Se ouvirmos alguns dos primeiros temas que HAWA lançou, como “Kill Some” ou “I’m Safe”, ouvimos dois dos elementos que estão presentes na música desta artista: as rimas, lançadas com impunidade e desdém, e uma densidade instrumental que recompensa audições sucessivas. Mas antes que a pudéssemos chamar “uma rapper munida de beats carregados e pimenta na língua”, eis que em 2020 surge o EP the ONE que baralha tudo outra vez. O projecto de estreia deambula pelo hip hop através de temas como “AROUND ME” ou “FRICK” – esta última cantada com um piscar de olhos ao flow de Playboi Carti – mas “OFF” ou “IPHONE” mostram que o r&b também faz parte do ADN de HAWA, e também afrobeat pela mão de temas como “MY LOVE”. the ONE tem toda a estética e sonoridade de um projecto de estreia, em que HAWA nos introduz aos planetas que escolhe visitar no nosso vasto universo musical.



Seguiu-se o tema “Wake Up” em 2021, despreocupado, descontraído e de energia contagiante, uma antítese da música clássica que HAWA escrevia seis anos antes. Este lançamento surgiu com o anúncio de que a artista tinha assinado pela 4AD, sonante editora independente britânica, e este mês chegou o primeiro projecto pela editora.

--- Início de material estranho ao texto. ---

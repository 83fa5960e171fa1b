use serde_json::json;
use wiremock::matchers::{body_json, method, path, path_regex};
use wiremock::{Mock, ResponseTemplate};

use sf_ops::adaptor::{
    create, execute, query, steps, update, upsert_if, Attr, Attributes, ErrorKind,
};

use crate::common::{initial_state, mock_org, DATA};

#[tokio::test]
async fn test_create_from_state_data() {
    let server = mock_org().await;
    Mock::given(method("POST"))
        .and(path(format!("{DATA}/sobjects/Contact")))
        .and(body_json(json!({"FirstName": "Ada"})))
        .respond_with(ResponseTemplate::new(201).set_body_json(json!({
            "id": "003xx000004TmiQAAS", "success": true, "errors": []
        })))
        .expect(1)
        .mount(&server)
        .await;

    let job = execute(steps![create(
        "Contact",
        Attributes::new().with("FirstName", Attr::source_value("$.data.firstName").unwrap())
    )]);
    let output = job
        .run_json(initial_state(&server, json!({"firstName": "Ada"})))
        .await
        .unwrap();

    assert_eq!(
        output["references"],
        json!([{"id": "003xx000004TmiQAAS", "success": true, "errors": []}])
    );
    assert_eq!(output["data"], json!({"firstName": "Ada"}));
    let keys: Vec<_> = output.as_object().unwrap().keys().cloned().collect();
    assert_eq!(keys, vec!["data", "references", "configuration"]);
}

#[tokio::test]
async fn test_update_reads_previous_reference() {
    let server = mock_org().await;
    Mock::given(method("POST"))
        .and(path(format!("{DATA}/sobjects/Account")))
        .respond_with(ResponseTemplate::new(201).set_body_json(json!({
            "id": "001xx000003DGb2AAG", "success": true, "errors": []
        })))
        .expect(1)
        .mount(&server)
        .await;
    Mock::given(method("PATCH"))
        .and(path(format!("{DATA}/sobjects/Account/001xx000003DGb2AAG")))
        .and(body_json(json!({"Phone": "555-0100"})))
        .respond_with(ResponseTemplate::new(204))
        .expect(1)
        .mount(&server)
        .await;

    let job = execute(steps![
        create("Account", Attributes::new().with("Name", "Acme")),
        update(
            "Account",
            Attributes::new()
                .with("Id", Attr::reference(0))
                .with("Phone", "555-0100")
        ),
    ]);
    let output = job.run_json(initial_state(&server, json!({}))).await.unwrap();

    let references = output["references"].as_array().unwrap();
    assert_eq!(references.len(), 2);
    assert_eq!(references[0]["id"], "001xx000003DGb2AAG");
}

#[tokio::test]
async fn test_upsert_if_false_sends_nothing() {
    let server = mock_org().await;
    Mock::given(path_regex("/sobjects/"))
        .respond_with(ResponseTemplate::new(500))
        .expect(0)
        .mount(&server)
        .await;

    let job = execute(steps![upsert_if(
        false,
        "Contact",
        "Ext_UID__c",
        Attributes::new().with("Ext_UID__c", "A-1")
    )]);
    let output = job.run_json(initial_state(&server, json!({}))).await.unwrap();
    assert_eq!(output["references"], json!([]));
}

#[tokio::test]
async fn test_query_reads_every_page() {
    let server = mock_org().await;
    Mock::given(method("GET"))
        .and(path(format!("{DATA}/query")))
        .respond_with(ResponseTemplate::new(200).set_body_json(json!({
            "totalSize": 2,
            "done": false,
            "nextRecordsUrl": format!("{DATA}/query/01gxx-2000"),
            "records": [{"Id": "001A"}]
        })))
        .expect(1)
        .mount(&server)
        .await;
    Mock::given(method("GET"))
        .and(path(format!("{DATA}/query/01gxx-2000")))
        .respond_with(ResponseTemplate::new(200).set_body_json(json!({
            "totalSize": 2,
            "done": true,
            "records": [{"Id": "001B"}]
        })))
        .expect(1)
        .mount(&server)
        .await;

    let job = execute(steps![query("SELECT Id FROM Account")]);
    let output = job.run_json(initial_state(&server, json!({}))).await.unwrap();

    let result = &output["references"][0];
    assert_eq!(result["totalSize"], 2);
    assert_eq!(result["done"], true);
    assert_eq!(result["records"], json!([{"Id": "001A"}, {"Id": "001B"}]));
}

#[tokio::test]
async fn test_missing_login_url_fails_before_any_call() {
    let job = execute(steps![create("Contact", Attributes::new().with("LastName", "X"))]);
    let err = job
        .run_json(json!({"configuration": {"username": "ada@example.com"}, "data": {}}))
        .await
        .unwrap_err();

    assert!(matches!(err.kind, ErrorKind::Config(_)));
    assert_eq!(
        err.to_string(),
        "Configuration error: loginUrl missing from configuration."
    );
}
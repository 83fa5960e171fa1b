//! In-memory stand-ins for running jobs without an org.

use std::sync::atomic::{AtomicUsize, Ordering};
use std::sync::Mutex;

use async_trait::async_trait;
use serde_json::{json, Value};

use sf_ops_bulk::{BulkOperation, BulkRowResult};
use sf_ops_common::{
    expand_references, Attributes, BoxedOperation, Error, ErrorKind, Operation, Result, State,
};
use sf_ops_rest::DescribeSObjectResult;

use crate::connection::{BulkSettings, Connection, Record};

/// One call made against a [`FakeConnection`].
#[derive(Debug, Clone, PartialEq)]
pub struct Call {
    /// Connection method name, e.g. `"create"`.
    pub method: &'static str,
    /// Target sObject, when the method takes one.
    pub sobject: Option<String>,
    /// What was sent, as JSON.
    pub payload: Value,
}

/// A [`Connection`] that answers from memory and records every call.
///
/// Creates and upserts get sequential synthetic ids. Query and bulk answers
/// can be preset; a method can be made to fail with [`fail_on`](Self::fail_on).
#[derive(Debug, Default)]
pub struct FakeConnection {
    calls: Mutex<Vec<Call>>,
    next_id: AtomicUsize,
    query_records: Vec<Value>,
    bulk_results: Option<Vec<BulkRowResult>>,
    failing: Option<(&'static str, String)>,
}

impl FakeConnection {
    /// A connection with no preset answers.
    pub fn new() -> Self {
        Self::default()
    }

    /// Answer every query with `records`.
    pub fn with_query_records(mut self, records: Vec<Value>) -> Self {
        self.query_records = records;
        self
    }

    /// Answer every bulk call with `results` instead of one success per row.
    pub fn with_bulk_results(mut self, results: Vec<BulkRowResult>) -> Self {
        self.bulk_results = Some(results);
        self
    }

    /// Make calls to `method` (`"create"`, `"query"`, ...) fail with `message`.
    pub fn fail_on(mut self, method: &'static str, message: impl Into<String>) -> Self {
        self.failing = Some((method, message.into()));
        self
    }

    /// Every call made so far, in order.
    pub fn calls(&self) -> Vec<Call> {
        self.calls
            .lock()
            .map(|calls| calls.clone())
            .unwrap_or_default()
    }

    fn record(&self, method: &'static str, sobject: Option<&str>, payload: Value) -> Result<()> {
        if let Ok(mut calls) = self.calls.lock() {
            calls.push(Call {
                method,
                sobject: sobject.map(str::to_string),
                payload,
            });
        }
        match &self.failing {
            Some((failing, message)) if *failing == method => {
                Err(Error::new(ErrorKind::Remote(message.clone())))
            }
            _ => Ok(()),
        }
    }

    fn next_id(&self, sobject: &str) -> String {
        let n = self.next_id.fetch_add(1, Ordering::SeqCst) + 1;
        let prefix: String = sobject.chars().take(3).collect();
        format!("{}FAKE{:08}", prefix, n)
    }
}

#[async_trait]
impl Connection for FakeConnection {
    async fn login(&self, username: &str, _password: &str) -> Result<()> {
        self.record("login", None, json!({ "username": username }))
    }

    async fn describe(&self, sobject: &str) -> Result<DescribeSObjectResult> {
        self.record("describe", Some(sobject), Value::Null)?;
        Ok(DescribeSObjectResult {
            name: sobject.to_string(),
            label: sobject.to_string(),
            label_plural: None,
            key_prefix: None,
            custom: sobject.ends_with("__c"),
            createable: true,
            updateable: true,
            deletable: true,
            queryable: true,
            fields: Vec::new(),
            child_relationships: Vec::new(),
            record_type_infos: Vec::new(),
        })
    }

    async fn create(&self, sobject: &str, record: &Record) -> Result<Value> {
        self.record("create", Some(sobject), Value::Object(record.clone()))?;
        Ok(json!({ "id": self.next_id(sobject), "success": true, "errors": [] }))
    }

    async fn update(&self, sobject: &str, record: &Record) -> Result<Value> {
        self.record("update", Some(sobject), Value::Object(record.clone()))?;
        let id = record.get("Id").cloned().ok_or_else(|| {
            Error::new(ErrorKind::Attribute("missing required attribute Id".to_string()))
        })?;
        Ok(json!({ "id": id, "success": true, "errors": [] }))
    }

    async fn upsert(
        &self,
        sobject: &str,
        external_id_field: &str,
        record: &Record,
    ) -> Result<Value> {
        self.record(
            "upsert",
            Some(sobject),
            json!({ "externalIdField": external_id_field, "record": record }),
        )?;
        Ok(json!({
            "id": self.next_id(sobject),
            "success": true,
            "created": true,
            "errors": []
        }))
    }

    async fn query(&self, soql: &str) -> Result<Value> {
        self.record("query", None, Value::from(soql))?;
        Ok(json!({
            "totalSize": self.query_records.len(),
            "done": true,
            "records": self.query_records
        }))
    }

    async fn bulk(
        &self,
        sobject: &str,
        operation: BulkOperation,
        rows: &[Value],
        settings: &BulkSettings,
    ) -> Result<Vec<BulkRowResult>> {
        self.record(
            "bulk",
            Some(sobject),
            json!({
                "operation": operation.api_name(),
                "externalIdField": settings.external_id_field,
                "rows": rows
            }),
        )?;

        if let Some(results) = &self.bulk_results {
            return Ok(results.clone());
        }
        Ok(rows
            .iter()
            .map(|row| BulkRowResult {
                success: true,
                created: operation == BulkOperation::Insert,
                id: Some(self.next_id(sobject)),
                error: None,
                fields: row.as_object().cloned().unwrap_or_default(),
            })
            .collect())
    }
}

/// Runs jobs with no connection at all.
///
/// [`FakeAdaptor::create`] records `{sObject, fields, Id}` where `Id` is one
/// more than the number of references already recorded.
pub struct FakeAdaptor;

/// See [`FakeAdaptor::create`].
pub struct FakeCreate<C> {
    sobject: String,
    attrs: Attributes<C>,
}

#[async_trait]
impl<C> Operation<C> for FakeCreate<C>
where
    C: Send + Sync + 'static,
{
    async fn apply(&self, state: State<C>) -> Result<State<C>> {
        state.logger.debug(format!("Creating {}", self.sobject));
        state.logger.debug(state.data.to_string());

        let fields = expand_references(&state, &self.attrs)?;
        let result = json!({
            "sObject": self.sobject,
            "fields": fields,
            "Id": state.references.len() + 1
        });
        Ok(state.push_reference(result))
    }
}

impl FakeAdaptor {
    /// Like [`create`](crate::operations::create), recording a synthetic result without a session.
    pub fn create<C>(sobject: impl Into<String>, attrs: Attributes<C>) -> FakeCreate<C> {
        FakeCreate {
            sobject: sobject.into(),
            attrs,
        }
    }

    /// Apply `operations` to `state`.
    ///
    /// Failures end here: they are logged and `None` is returned.
    pub async fn execute<C>(
        state: State<C>,
        operations: Vec<BoxedOperation<C>>,
    ) -> Option<State<C>>
    where
        C: Send + Sync + 'static,
    {
        let logger = state.logger.clone();
        match operations.apply(state).await {
            Ok(state) => {
                let references = Value::Array(state.references.as_slice().to_vec());
                match serde_json::to_string_pretty(&references) {
                    Ok(text) => state.logger.info(text),
                    Err(e) => state.logger.error(e.to_string()),
                }
                state.logger.info("Finished Successfully");
                Some(state)
            }
            Err(err) => {
                logger.error(format!("{err:?}"));
                logger.info("Job failed.");
                None
            }
        }
    }
}
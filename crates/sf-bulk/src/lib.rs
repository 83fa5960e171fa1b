//! # sf-ops-bulk
//!
//! Bulk API 2.0 ingest jobs: upload JSON rows as CSV, wait for the job and
//! read back per-row results.
//!
//! ```rust,ignore
//! use sf_ops_bulk::{BulkApiClient, BulkOperation};
//!
//! let bulk = BulkApiClient::new("https://myorg.my.salesforce.com", "token")?;
//! let rows = vec![serde_json::json!({"LastName": "Lovelace"})];
//! let result = bulk
//!     .execute_ingest("Contact", BulkOperation::Insert, &rows, None)
//!     .await?;
//! ```

mod client;
mod error;
mod rows;
mod types;

pub use client::{BulkApiClient, DEFAULT_POLL_INTERVAL, DEFAULT_POLL_TIMEOUT};
pub use error::{Error, ErrorKind, Result};
pub use rows::{decode_results, encode_rows, ResultKind, NULL_MARKER};
pub use types::{
    BulkOperation, BulkRowResult, CreateIngestJobRequest, IngestJob, IngestResult, JobState,
};
//! # sf-ops-rest
//!
//! Record operations over the Salesforce REST API: describe, create,
//! update, upsert by external id, and paginated SOQL queries.
//!
//! ## Example
//!
//! ```rust,ignore
//! use sf_ops_rest::SalesforceRestClient;
//!
//! let client = SalesforceRestClient::new("https://myorg.my.salesforce.com", session_id)?;
//!
//! let created = client
//!     .create("Contact", &serde_json::json!({"LastName": "Lovelace"}))
//!     .await?;
//!
//! client
//!     .upsert("Contact", "Ext_UID__c", "A-17", &serde_json::json!({"LastName": "Byron"}))
//!     .await?;
//!
//! let page: sf_ops_client::QueryResult<serde_json::Value> =
//!     client.query_all("SELECT Id FROM Contact").await?;
//! ```

mod client;
mod describe;
mod error;
mod sobject;

pub use client::SalesforceRestClient;
pub use describe::{
    ChildRelationship, DescribeSObjectResult, FieldDescribe, PicklistValue, RecordTypeInfo,
};
pub use error::{Error, ErrorKind, Result};
pub use sf_ops_client::QueryResult;
pub use sobject::{CreateResult, SalesforceError, UpdateResult, UpsertResult};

HADJA BANGOURA, o seu álbum de estreia, partilha o nome com a avó da artista, figura importante que sempre a inspirou e que faleceu pouco tempo antes da edição do álbum. Mas desenganem-se aqueles que esperam um elogio fúnebre e contido: a deambulação musical é mais acentuada e a sua força enquanto escritora de canções faz-se sentir cada vez mais.

Há muita coisa a acontecer nas batidas, o álbum é um conjunto de canções com beats metódicos e uma atenção inimitável ao detalhe. Em “GEMINI” ouvimos uma autêntica sinfonia de percussão enquanto HAWA desespera vocalmente pela sua cara-metade e em “ACTUALLY” já a ouvimos recuperada numa batida acolchoada por teclas fugazes e um belo break de guitarra. the ONE é mais rapidamente apelativo, mas, ainda que temas “EN ROUTE” ou “CREDITS” desafiem essa noção, o objectivo principal de HADJA BANGOURA não é encantar, é explorar. É mais experimental, e vemos uma maior maturação na maneira como os instrumentais são compostos e a na flexibilidade da voz de HAWA, provando sem dúvida que este projecto é um passo em frente no seu percurso.

O que está a faltar a Sakho neste momento são temas mais sumarentos e menos esparsos. Quem sabe se não poderá pedir ajuda a um familiar seu, talvez alguém popular no mundo do afrobeat? Tanto Mozart como HAWA tiveram familiares que os inspiraram. Sem Maria Anna Mozart, será que alguma vez teríamos as maravilhosas composições do seu irmão? E sem Ziakiou Camara, mais conhecido como Oudy 1er, um nome popular do afrobeat guineense e tio de Sakho, será que teríamos o hook caramelizado de “TRADE” ou todos as outras melodias adocicadas que certamente estarão para vir? Felizmente que nunca teremos de nos preocupar com essas questões.